Bile acid metabolites control Th17 and Treg cell differentiation

Abstract

Abstract Bile acids are abundantly present in the mammalian gut, where they undergo bacteria-mediated transformation, generating a large pool of bioactive molecules. While they have been shown to affect host metabolism, cancer progression and innate immunity, it is unknown whether bile acids affect the function of adaptive immune cells such as T cells expressing IL-17a (Th17 cells) and regulatory T cells (Tregs) that mediate inflammatory and anti-inflammatory responses, respectively. By screening a small-molecule library primarily composed of bile acid metabolites, we identified two distinct derivatives of lithocholic acid (LCA), 3-oxoLCA and isoalloLCA, as specific regulators of Th17 and Treg cells.
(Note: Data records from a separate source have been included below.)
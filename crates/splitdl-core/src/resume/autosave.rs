//! Periodic resume-record saves as a scheduler command.

use std::marker::PhantomData;
use std::time::{Duration, Instant};

use crate::engine::{Command, Tick};
use crate::error::EngineResult;

/// State an [`AutoSaveCommand`] can persist.
pub trait AutoSaveTarget {
    fn is_transfer_complete(&self) -> bool;
    fn save_resume(&mut self) -> EngineResult<()>;
}

/// Saves the resume record every `interval` until the transfer completes.
///
/// After a save (successful or not) the command puts itself back to sleep
/// for `interval`, so exactly one autosave stays queued per transfer.
pub struct AutoSaveCommand<S> {
    interval: Duration,
    wake_at: Option<Instant>,
    _state: PhantomData<fn(&mut S)>,
}

impl<S> AutoSaveCommand<S> {
    /// First save happens on the first pass.
    pub fn new(interval: Duration) -> Self {
        Self {
            interval,
            wake_at: None,
            _state: PhantomData,
        }
    }

    /// First save happens one `interval` from now.
    pub fn deferred(interval: Duration) -> Self {
        Self {
            interval,
            wake_at: Some(Instant::now() + interval),
            _state: PhantomData,
        }
    }

    pub fn interval(&self) -> Duration {
        self.interval
    }
}

impl<S: AutoSaveTarget> Command<S> for AutoSaveCommand<S> {
    fn execute(&mut self, state: &mut S, tick: &mut Tick<S>) -> EngineResult<bool> {
        if state.is_transfer_complete() {
            return Ok(true);
        }
        if let Err(e) = state.save_resume() {
            tracing::warn!("autosave failed: {}", e);
        }
        self.wake_at = Some(tick.now() + self.interval);
        Ok(false)
    }

    fn wake_at(&self) -> Option<Instant> {
        self.wake_at
    }

    fn name(&self) -> &'static str {
        "autosave"
    }
}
While 3-oxoLCA inhibited Th17 cell differentiation by directly binding to its key transcription factor RORγt (retinoid-related orphan receptor γt), isoalloLCA enhanced Treg differentiation through the production of mitochondrial reactive oxygen species (mitoROS), leading to increased FoxP3 expression. IsoalloLCA-mediated Treg enhancement required an intronic FoxP3 enhancer the conserved noncoding sequence 3 (CNS3), suggesting a distinct mode of action from other previously identified Treg enhancing metabolites that require CNS1. Lastly, oral administration of 3-oxoLCA and isoalloLCA to mice led to reduced Th17 and increased Treg cell differentiation in the intestinal lamina propria. Altogether, our data suggest novel mechanisms by which bile acid metabolites control host immune responses by directly modulating the Th17 and Treg balance.